= Drum handler =

A Drum handler is a piece of mechanical equipment that is used to securely grip, lift and transport cylindrical modules such as steel drums, barrels, plastic drums and fiber drums. It has spring-loaded metal arms to create a tight and secure grip. This equipment is commonly used in chemical and petroleum industries, as well as industries that require shipping and storing of cylindrical modules.

In the rubber tire and tube industry, a drum handler may also refer to a worker who primarily removes drums of rubberized fabric wrapped between layers of canvas for separation from the bias cutter and rolls the drums to the tire-building department, returning empty drums and canvas liner for rewinding.

==Description==

The drum handler is usually used for handling a standard size 55-gallon drum container. However, there are models that can handle smaller and bigger capacity drums. This equipment can be used to lift, stack, move, weigh, pour and rack drums and barrels. Certain models of drum handlers may be adapted to transport tires, as well. Drum handlers are usually made of heavy duty metals with smooth coating.

==Types==

There are different types of drum handlers available in today's market; forklift attachment, hydraulic drum lifter, mobile drum handler, below-hook drum handler and drum rotator.

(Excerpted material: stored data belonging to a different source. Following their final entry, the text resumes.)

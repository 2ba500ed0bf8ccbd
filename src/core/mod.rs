//! # Core Module
//!
//! The interface-agnostic organization engine.
//!
//! ## Modules
//! - `scanner` - Discovers media files in directories
//! - `hasher` - Computes content fingerprints for duplicate detection
//! - `registry` - Classifies fingerprints as original or duplicate
//! - `metadata` - Extracts capture timestamps and GPS coordinates
//! - `geocode` - Resolves coordinates to location labels, with caching
//! - `planner` - Computes deterministic destination paths
//! - `relocate` - Moves files into the output and trash trees
//! - `pipeline` - Orchestrates the full workflow

pub mod geocode;
pub mod hasher;
pub mod metadata;
pub mod pipeline;
pub mod planner;
pub mod registry;
pub mod relocate;
pub mod scanner;

// Convenience re-exports for the common types
pub use geocode::{GeocodeCache, ResolvedLocation, ReverseGeocoder};
pub use hasher::{Fingerprint, FingerprintStrategy};
pub use metadata::CaptureMetadata;
pub use pipeline::{Organizer, RunOptions, RunReport, RunStatus};
pub use scanner::{MediaFile, MediaKind};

Forklift Attachment is a type of drum handler that is designed to easily slide into a forklift truck. This type of drum handler is used to efficiently and safely load and unload different sizes and types of drums. Once inserted into forklift trucks, operators can easily clamp, lift and transport drums anywhere. Forklift drum handlers are available in different models such as forklift mounted, carrier with tilt function, carrier without tilt function, waist type, rim type and multi-drum carrier.

Mobile Drum Handler is a stand-alone type of drum handler. Unlike the forklift attachments, mobile drum handlers have built in wheels so you can easily maneuver it anywhere. This type of drum handlers is made with stainless steel and also has a wide heavy duty jaw that can grip the top rim of standard drums. There are two types of mobile drum handler; manual and hydraulic powered. Drum dollies, palletizer, vertical lift pourer and spotter are good examples of mobile drum handler.

Hydraulic Drum Lifter is a stand-alone piece of drum handling equipment that uses a wheeled trolley combined with a vertical lifting mast and drum gripping system. Often operated by a hydraulic pump with manual user pedal input or an electric motor. An example product is the VanMate.

Below-hook drum handler is commonly used to lift, tilt and pour drums. It is made with premium grade stainless steel and features hydraulic powered lifting mechanism with chain puller. It features a grip which holds the drum below the third ribbing or underneath. It also has lifting eyes or fork packets for added support. Examples of below-hook drum handler are drum pourers and drum lift carriers.

Non Sparking Monel Drums are widely used in hazardous environments exposed to flammable particles or corrosive chemicals.

Drum rotator is used to invert and rotate drums as well as transfer contents from one container to another. This type of drum handler features ring gear and rotator that can either be electric powered or hydraulic powered. Examples of drum rotators are tumblers, drum rollers, portable rollers and stationary drum rollers.